Ex-Mitarbeiterin sagt gegen TV-Gerichtsvollzieher aus und gerät selbst in Verdacht

Leipzig - Der wegen Betrugs angeklagte TV-Gerichtsvollzieher Uwe N. (63) hatte die Vorwürfe gegen sich zum Prozessauftakt abgestritten. Doch wer fälschte dann in fast 100 Fällen die Unterschriften von Postzustellerinnen, um sich an den Zustellungsgebühren zu bereichern? Am Dienstag sagte eine von N.s Büromitarbeiterinnen aus - zunächst nur als Zeugin ...

Seit Mitte August läuft der Prozess gegen Uwe N. (63) am Amtsgericht in Leipzig.
Seit Mitte August läuft der Prozess gegen Uwe N. (63) am Amtsgericht in Leipzig.  © Christian Grube

Über 20 Jahre lang arbeitete Ellen H. in Teilzeit im Büro von Uwe N. und war unter anderem auch mit der Verwaltung von Schuldner-Akten und der Post betraut.

Das Verhältnis zwischen der heute 60-Jährigen und dem Angeklagten sei in dieser langen Geschäftsbeziehung "gut" gewesen, wie die Sachbearbeiterin mit einem nervösen Seitenblick auf ihren ehemaligen Chef kurz und knapp beschrieb.

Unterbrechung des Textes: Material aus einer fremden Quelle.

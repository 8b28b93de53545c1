//! Values that segment queries compare against

use crate::Element;

/// A resolved event field or variable value
///
/// `Undefined` and `Null` are distinct: a declared variable that has no value
/// yet is `Undefined`, an explicit JSON `null` is `Null`.
#[derive(Debug, Clone, PartialEq)]
pub enum FieldValue {
    Undefined,
    Null,
    Bool(bool),
    Number(f64),
    Text(String),
    Element(Box<Element>),
    Json(serde_json::Value),
}

impl FieldValue {
    /// Convert a JSON value
    pub fn from_json(value: &serde_json::Value) -> Self {
        match value {
            serde_json::Value::Null => FieldValue::Null,
            serde_json::Value::Bool(b) => FieldValue::Bool(*b),
            serde_json::Value::Number(n) => n
                .as_f64()
                .map(FieldValue::Number)
                .unwrap_or_else(|| FieldValue::Json(value.clone())),
            serde_json::Value::String(s) => FieldValue::Text(s.clone()),
            _ => FieldValue::Json(value.clone()),
        }
    }

    /// Build a text value from an optional string (missing → `Undefined`)
    pub fn text_or_undefined(value: Option<&str>) -> Self {
        match value {
            Some(s) => FieldValue::Text(s.to_string()),
            None => FieldValue::Undefined,
        }
    }

    /// The string form used by the string-family operators
    pub fn string_form(&self) -> String {
        match self {
            FieldValue::Undefined => "undefined".to_string(),
            FieldValue::Null => "null".to_string(),
            FieldValue::Bool(b) => b.to_string(),
            FieldValue::Number(n) => format_number(*n),
            FieldValue::Text(s) => s.clone(),
            FieldValue::Element(e) => e.to_string(),
            FieldValue::Json(v) => v.to_string(),
        }
    }

    /// Numeric view for ordering operators: numbers as-is, numeric strings parsed
    pub fn as_number(&self) -> Option<f64> {
        match self {
            FieldValue::Number(n) => Some(*n),
            FieldValue::Text(s) => parse_number(s),
            _ => None,
        }
    }

    /// The element, for element-valued fields
    pub fn as_element(&self) -> Option<&Element> {
        match self {
            FieldValue::Element(e) => Some(e),
            _ => None,
        }
    }
}

impl From<f64> for FieldValue {
    fn from(n: f64) -> Self {
        FieldValue::Number(n)
    }
}

impl From<&str> for FieldValue {
    fn from(s: &str) -> Self {
        FieldValue::Text(s.to_string())
    }
}

impl From<String> for FieldValue {
    fn from(s: String) -> Self {
        FieldValue::Text(s)
    }
}

impl From<bool> for FieldValue {
    fn from(b: bool) -> Self {
        FieldValue::Bool(b)
    }
}

/// Parse a complete numeric string (surrounding whitespace allowed)
///
/// Partial numbers such as `"5abc"` are rejected.
pub fn parse_number(s: &str) -> Option<f64> {
    let trimmed = s.trim();
    if trimmed.is_empty() {
        return None;
    }
    trimmed.parse::<f64>().ok().filter(|n| n.is_finite())
}

/// Format a number without a trailing `.0` for integral values
pub fn format_number(n: f64) -> String {
    if n.is_finite() && n.fract() == 0.0 && n.abs() < 1e15 {
        format!("{}", n as i64)
    } else {
        n.to_string()
    }
}

#[cfg(test)]
mod tests {
    use super::*;
    use serde_json::json;

    #[test]
    fn test_parse_number_rejects_partial() {
        assert_eq!(parse_number("5"), Some(5.0));
        assert_eq!(parse_number(" 2.5 "), Some(2.5));
        assert_eq!(parse_number("5abc"), None);
        assert_eq!(parse_number(""), None);
        assert_eq!(parse_number("NaN"), None);
    }

    #[test]
    fn test_string_form() {
        assert_eq!(FieldValue::Number(5.0).string_form(), "5");
        assert_eq!(FieldValue::Number(2.5).string_form(), "2.5");
        assert_eq!(FieldValue::Undefined.string_form(), "undefined");
        assert_eq!(FieldValue::Null.string_form(), "null");
        assert_eq!(FieldValue::from_json(&json!([1, 2])).string_form(), "[1,2]");
    }

    #[test]
    fn test_as_number() {
        assert_eq!(FieldValue::from("12").as_number(), Some(12.0));
        assert_eq!(FieldValue::Bool(true).as_number(), None);
        assert_eq!(FieldValue::Null.as_number(), None);
    }
}
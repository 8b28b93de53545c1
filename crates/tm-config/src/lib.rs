//! Container configuration loading for the tag manager
//!
//! A container is the static rule set (variables, tags, triggers and
//! instructions) an engine boots from. It is written in YAML, optionally
//! split over several files with these custom tags:
//!
//! - `!include path` - Include another YAML file
//! - `!include_dir_list dir` - Include every YAML file in a directory as a list
//! - `!include_dir_merge_list dir` - Concatenate the lists of every YAML file in a directory
//! - `!env_var VAR [default]` - Environment variable substitution
//!
//! Files ending in `.json` are parsed as JSON and get no tag processing.
//!
//! # Example
//!
//! ```ignore
//! use tm_config::load_container;
//!
//! let value = load_container("/etc/tm", "container.yaml")?;
//! let config: EngineConfig = tm_config::from_value(value)?;
//! ```

mod error;
mod loader;

pub use error::{ConfigError, ConfigResult};
pub use loader::{load_container, load_yaml_string, ContainerLoader};

// Re-export serde_yaml::Value for convenience
pub use serde_yaml::Value;

/// Deserialize a loaded container value into a typed configuration
pub fn from_value<T: serde::de::DeserializeOwned>(value: Value) -> Result<T, serde_yaml::Error> {
    serde_yaml::from_value(value)
}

Wer wann und warum Briefmarken für den Versand von Postzustellungsurkunden kaufte und selbige Dokumente zur Post brachte und wieder abholte, wurde eifrigst ausdiskutiert - ein schwieriges Unterfangen in Anbetracht der Tatsache, dass der Tatzeitraum der gerichtlich bekannten Fälschungen schon mehr als zehn Jahre zurückliegt.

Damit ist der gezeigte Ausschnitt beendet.